Restate the listing in full, keeping every word as it is.

----------------------------------------

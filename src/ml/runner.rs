// ============================================================
// Layer 5 — Forward Runner
// ============================================================
// The one place that names concrete backends:
//   - ComputeBackend::NdArray → CPU, always available
//   - ComputeBackend::Wgpu    → GPU through WGPU
//
// For the chosen backend it seeds the RNG (so weight init is
// reproducible), builds the model from Seq2SeqConfig, runs one
// forward pass and turns the output tensors into a
// ForwardReport the other layers can handle without Burn.

use anyhow::{Context, Result};
use burn::prelude::*;

use crate::domain::{sequence::SequenceBatch, traits::Passthrough};
use crate::infra::report::ForwardReport;
use crate::ml::seq2seq::Seq2SeqConfig;

type CpuBackend = burn::backend::NdArray;
type GpuBackend = burn::backend::Wgpu;

#[derive(Debug, Clone, Copy, PartialEq, Eq)]
pub enum ComputeBackend {
    NdArray,
    Wgpu,
}

impl ComputeBackend {
    pub fn name(self) -> &'static str {
        match self {
            Self::NdArray => "ndarray",
            Self::Wgpu    => "wgpu",
        }
    }
}

/// Build the model on `backend` and summarise one teacher-forced pass.
pub fn run_forward(
    config:  &Seq2SeqConfig,
    source:  SequenceBatch,
    target:  SequenceBatch,
    backend: ComputeBackend,
    seed:    u64,
) -> Result<ForwardReport> {
    match backend {
        ComputeBackend::NdArray => {
            let device = burn::backend::ndarray::NdArrayDevice::default();
            forward_on::<CpuBackend>(config, source, target, &device, backend, seed)
        }
        ComputeBackend::Wgpu => {
            let device = burn::backend::wgpu::WgpuDevice::default();
            tracing::info!("Using WGPU device: {:?}", device);
            forward_on::<GpuBackend>(config, source, target, &device, backend, seed)
        }
    }
}

fn forward_on<B: Backend>(
    config:  &Seq2SeqConfig,
    source:  SequenceBatch,
    target:  SequenceBatch,
    device:  &B::Device,
    backend: ComputeBackend,
    seed:    u64,
) -> Result<ForwardReport> {
    B::seed(seed);

    let model = config
        .init::<B>(device)
        .context("Failed to build the seq2seq model")?;
    tracing::info!(
        "Model ready: encoder width {}, decoder output width {}",
        model.encoder.output_dim(),
        model.output_dim()
    );

    let source_max_time = source.max_time();
    let output = model
        .forward_batch(&Passthrough, source, target, device)
        .context("Forward pass failed")?;

    let shape   = output.outputs.dims();
    let values  = to_f32(output.outputs)?;
    let sums    = match output.alignments {
        Some(alignments) => Some(to_f32(alignments.sum_dim(2))?),
        None             => None,
    };

    Ok(ForwardReport::from_values(
        backend.name(),
        shape,
        source_max_time,
        &values,
        sums.as_deref(),
    ))
}

fn to_f32<B: Backend, const D: usize>(tensor: Tensor<B, D>) -> Result<Vec<f32>> {
    tensor
        .into_data()
        .convert::<f32>()
        .to_vec::<f32>()
        .map_err(|e| anyhow::anyhow!("Cannot read tensor data: {e:?}"))
}

// ─── Unit Tests ───────────────────────────────────────────────────────────────
#[cfg(test)]
mod tests {
    use super::*;
    use crate::ml::{decoder::DecoderConfig, encoder::EncoderConfig};

    fn batch() -> SequenceBatch {
        SequenceBatch::new(vec![vec![0, 1, 2, 3], vec![3, 2, 1, 0]], vec![4, 3]).unwrap()
    }

    fn config() -> Seq2SeqConfig {
        Seq2SeqConfig::new(
            EncoderConfig::new(4).with_embedding_dim(8).with_rnn_hidden_dim(8),
            DecoderConfig::new(4)
                .with_embedding_dim(8)
                .with_rnn_hidden_dim(8)
                .with_attention_hidden_dims(8),
        )
    }

    #[test]
    fn test_report_on_cpu() {
        let report = run_forward(&config(), batch(), batch(), ComputeBackend::NdArray, 7).unwrap();
        assert_eq!(report.backend, "ndarray");
        assert_eq!((report.batch_size, report.steps, report.output_dim), (2, 4, 8));
        assert!(report.all_finite);
        assert!(report.max_alignment_deviation.unwrap() < 1e-4);
    }

    #[test]
    fn test_model_errors_carry_context() {
        let mut cfg = config();
        cfg.decoder.add_attention = false;
        let err = run_forward(&cfg, batch(), batch(), ComputeBackend::NdArray, 0).unwrap_err();
        assert!(format!("{err:#}").contains("attention option needs to sync"));
    }
}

----------------------------------------

> **YOUR RESPONSE**:
filename src/ml/runner.rs
// ============================================================
// Layer 5 — Forward Runner
// ============================================================
// The one place that names concrete backends:
//   - ComputeBackend::NdArray → CPU, always available
//   - ComputeBackend::Wgpu    → GPU through WGPU
//
// For the chosen backend it seeds the RNG (so weight init is
// reproducible), builds the model from Seq2SeqConfig, runs one
// forward pass and turns the output tensors into a
// ForwardReport the other layers can handle without Burn.

use anyhow::{Context, Result};
use burn::prelude::*;

use crate::domain::{sequence::SequenceBatch, traits::Passthrough};
use crate::infra::report::ForwardReport;
use crate::ml::seq2seq::Seq2SeqConfig;

type CpuBackend = burn::backend::NdArray;
type GpuBackend = burn::backend::Wgpu;

#[derive(Debug, Clone, Copy, PartialEq, Eq)]
pub enum ComputeBackend {
    NdArray,
    Wgpu,
}

impl ComputeBackend {
    pub fn name(self) -> &'static str {
        match self {
            Self::NdArray => "ndarray",
            Self::Wgpu    => "wgpu",
        }
    }
}

/// Build the model on `backend` and summarise one teacher-forced pass.
pub fn run_forward(
    config:  &Seq2SeqConfig,
    source:  SequenceBatch,
    target:  SequenceBatch,
    backend: ComputeBackend,
    seed:    u64,
) -> Result<ForwardReport> {
    match backend {
        ComputeBackend::NdArray => {
            let device = burn::backend::ndarray::NdArrayDevice::default();
            forward_on::<CpuBackend>(config, source, target, &device, backend, seed)
        }
        ComputeBackend::Wgpu => {
            let device = burn::backend::wgpu::WgpuDevice::default();
            tracing::info!("Using WGPU device: {:?}", device);
            forward_on::<GpuBackend>(config, source, target, &device, backend, seed)
        }
    }
}

fn forward_on<B: Backend>(
    config:  &Seq2SeqConfig,
    source:  SequenceBatch,
    target:  SequenceBatch,
    device:  &B::Device,
    backend: ComputeBackend,
    seed:    u64,
) -> Result<ForwardReport> {
    B::seed(seed);

    let model = config
        .init::<B>(device)
        .context("Failed to build the seq2seq model")?;
    tracing::info!(
        "Model ready: encoder width {}, decoder output width {}",
        model.encoder.output_dim(),
        model.output_dim()
    );

    let source_max_time = source.max_time();
    let output = model
        .forward_batch(&Passthrough, source, target, device)
        .context("Forward pass failed")?;

    let shape   = output.outputs.dims();
    let values  = to_f32(output.outputs)?;
    let sums    = match output.alignments {
        Some(alignments) => Some(to_f32(alignments.sum_dim(2))?),
        None             => None,
    };

    Ok(ForwardReport::from_values(
        backend.name(),
        shape,
        source_max_time,
        &values,
        sums.as_deref(),
    ))
}

fn to_f32<B: Backend, const D: usize>(tensor: Tensor<B, D>) -> Result<Vec<f32>> {
    tensor
        .into_data()
        .convert::<f32>()
        .to_vec::<f32>()
        .map_err(|e| anyhow::anyhow!("Cannot read tensor data: {e:?}"))
}

// ─── Unit Tests ───────────────────────────────────────────────────────────────
#[cfg(test)]
mod tests {
    use super::*;
    use crate::ml::{decoder::DecoderConfig, encoder::EncoderConfig};

    fn batch() -> SequenceBatch {
        SequenceBatch::new(vec![vec![0, 1, 2, 3], vec![3, 2, 1, 0]], vec![4, 3]).unwrap()
    }

    fn config() -> Seq2SeqConfig {
        Seq2SeqConfig::new(
            EncoderConfig::new(4).with_embedding_dim(8).with_rnn_hidden_dim(8),
            DecoderConfig::new(4)
                .with_embedding_dim(8)
                .with_rnn_hidden_dim(8)
                .with_attention_hidden_dims(8),
        )
    }

    #[test]
    fn test_report_on_cpu() {
        let report = run_forward(&config(), batch(), batch(), ComputeBackend::NdArray, 7).unwrap();
        assert_eq!(report.backend, "ndarray");
        assert_eq!((report.batch_size, report.steps, report.output_dim), (2, 4, 8));
        assert!(report.all_finite);
        assert!(report.max_alignment_deviation.unwrap() < 1e-4);
    }

    #[test]
    fn test_model_errors_carry_context() {
        let mut cfg = config();
        cfg.decoder.add_attention = false;
        let err = run_forward(&cfg, batch(), batch(), ComputeBackend::NdArray, 0).unwrap_err();
        assert!(format!("{err:#}").contains("attention option needs to sync"));
    }
}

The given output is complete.